Americans' life expectancy continues to climb, new estimates out this month from the Society of Actuaries show.
Official assessments such as these can impact client planning on many levels, including how large a required minimum distribution must be taken from retirement assets or how much clients will pay for long-term-care insurance.
While these realities are out of people's control, planners must guide clients on the factors they can determine, such as how long they work and their routine spending habits, to ensure their savings don't run out before they do.
But it can be tricky convincing clients of the urgency.
Financial advisers who counsel clients on retirement find seniors and soon-to-be seniors are slow to accept the need to plan for so many years going forward. But some advisers have found ways to hammer home the point.
'UNEMPLOYED'
“I explain that we are not using the word 'retirement,' and instead to think about potentially being unemployed for 35 or more years,” said Michael Goodman, founder of Wealthstream Advisors.
Such a change in thinking can help them come to a more realistic picture of retirement, namely having to cover expenses over decades without a job, he said.
(More: What extreme longevity will mean for the advice industry)
Mr. Goodman develops financial plans for clients that assume they'll live to 90 or 100, but some clients balk and maintain that they won't live to be that long because their parents died young.
“I explain that we are living in such a different time than they did, where we are so much more conscious of our diet and exercise,” he said.
In fact, men and women will be living healthy lives of 110 and 120 years in the not-too-distant future. Some researchers of aging already speculate that children born in the most recent decade are likely to face life as supercentenarians — living to 110 or older.
The more conservative Social Security Administration data predicts those born Jan. 1, 2011, can expect to live to be 76.18 years if they are men and 80.95 if they are women, based on mortality data from 2011. A man who has lived to age 76 as of 2011 can expect to live an average of 10 more years. A woman who was 81 in 2011 can expect to live an average of 9 more years. That's an average person; life tends to be longer for people who are wealthier.
LONGEVITY GAINS SLOWING
The SSA data for 2010 and 2011 was recently added to calculations the Society of Actuaries uses to predict how long pension plan participants will live. It concluded people are living longer, even though longevity may be increasing slightly more slowly than previously estimated, the group said Oct. 8.

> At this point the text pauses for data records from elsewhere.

use serde::{Deserialize, Serialize};

/// One OHLC bar at the file's native sampling frequency.
///
/// `time` is epoch seconds UTC. Only `open` participates in analysis; the
/// remaining fields are carried for callers that chart or re-export the
/// series.
#[derive(Debug, Clone, Copy, PartialEq, Serialize, Deserialize)]
pub struct Candle {
    pub time: i64,
    pub open: f64,
    pub high: f64,
    pub low: f64,
    pub close: f64,
}

impl Candle {
    pub fn new(time: i64, open: f64, high: f64, low: f64, close: f64) -> Self {
        Self {
            time,
            open,
            high,
            low,
            close,
        }
    }
}
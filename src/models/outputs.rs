use chrono::{DateTime, Utc};
use serde::{Deserialize, Serialize};

use crate::models::signal::TrendDirection;
use crate::models::timestamp;

/// A directional run-start on the fastest timeframe.
///
/// `end_datetime` is always assigned: the first strictly-later opposing
/// signal, or the last signal timestamp of the sequence when no opposing
/// signal ever occurs. Immutable once built.
#[derive(Debug, Clone, PartialEq, Serialize, Deserialize)]
pub struct InitialIndicator {
    #[serde(with = "timestamp")]
    pub datetime: DateTime<Utc>,
    pub trend_type: TrendDirection,
    pub timeframe: String,
    #[serde(with = "timestamp")]
    pub end_datetime: DateTime<Utc>,
    pub open_price: f64,
    pub directional_change_percent: f64,
}

/// Confirmation of a directional run on a slower timeframe, linked to the
/// chain it extends.
#[derive(Debug, Clone, PartialEq, Serialize, Deserialize)]
pub struct Propagation {
    pub propagation_id: String,
    pub propagation_level: u32,
    #[serde(with = "timestamp")]
    pub datetime: DateTime<Utc>,
    pub trend_type: TrendDirection,
    pub higher_freq: String,
    pub lower_freq: String,
    pub open_price: f64,
    pub directional_change_percent: f64,
}

/// Everything one analysis pass produces.
#[derive(Debug, Clone, Default, PartialEq, Serialize, Deserialize)]
#[serde(rename_all = "camelCase")]
pub struct AnalysisResult {
    pub initial_indicators: Vec<InitialIndicator>,
    pub propagations: Vec<Propagation>,
}
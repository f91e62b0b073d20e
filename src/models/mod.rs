//! Shared data models spanning the engine layers.

pub mod candle;
pub mod outputs;
pub mod signal;
pub mod timestamp;

pub use candle::Candle;
pub use outputs::{AnalysisResult, InitialIndicator, Propagation};
pub use signal::{SignalRecord, TrendDirection};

Clients sometimes argue they will be spending less in later years of retirement, when they envision spending more time on the couch and less time traveling the world. But the reality is they spend just as much, if not more — just on different things, such as health care and prescriptions.
Advisers said clients are often surprised by how much they are spending in retirement, especially on medical care, and a more surprising expense: helping their children and grandchildren. Clients tell advisers they thought their children would be more financially independent by the time they retired.
“They are helping their children achieve a better lifestyle — helping with education, family vacations, orthodontists, things they expected a college-educated individual would be able to take care of themselves,” said Vincent Schiavi, president of Schiavi and Dattani Financial Advisors.
But clients are resistant to cutting back on financial help to adult children, and that's an area where advisers can really make a difference, he said.
“We show that them if they go crazy with support for their children, they could find themselves needing their kids to support them at the end of their lives,” Mr. Schiavi said. “That tends to hit home.”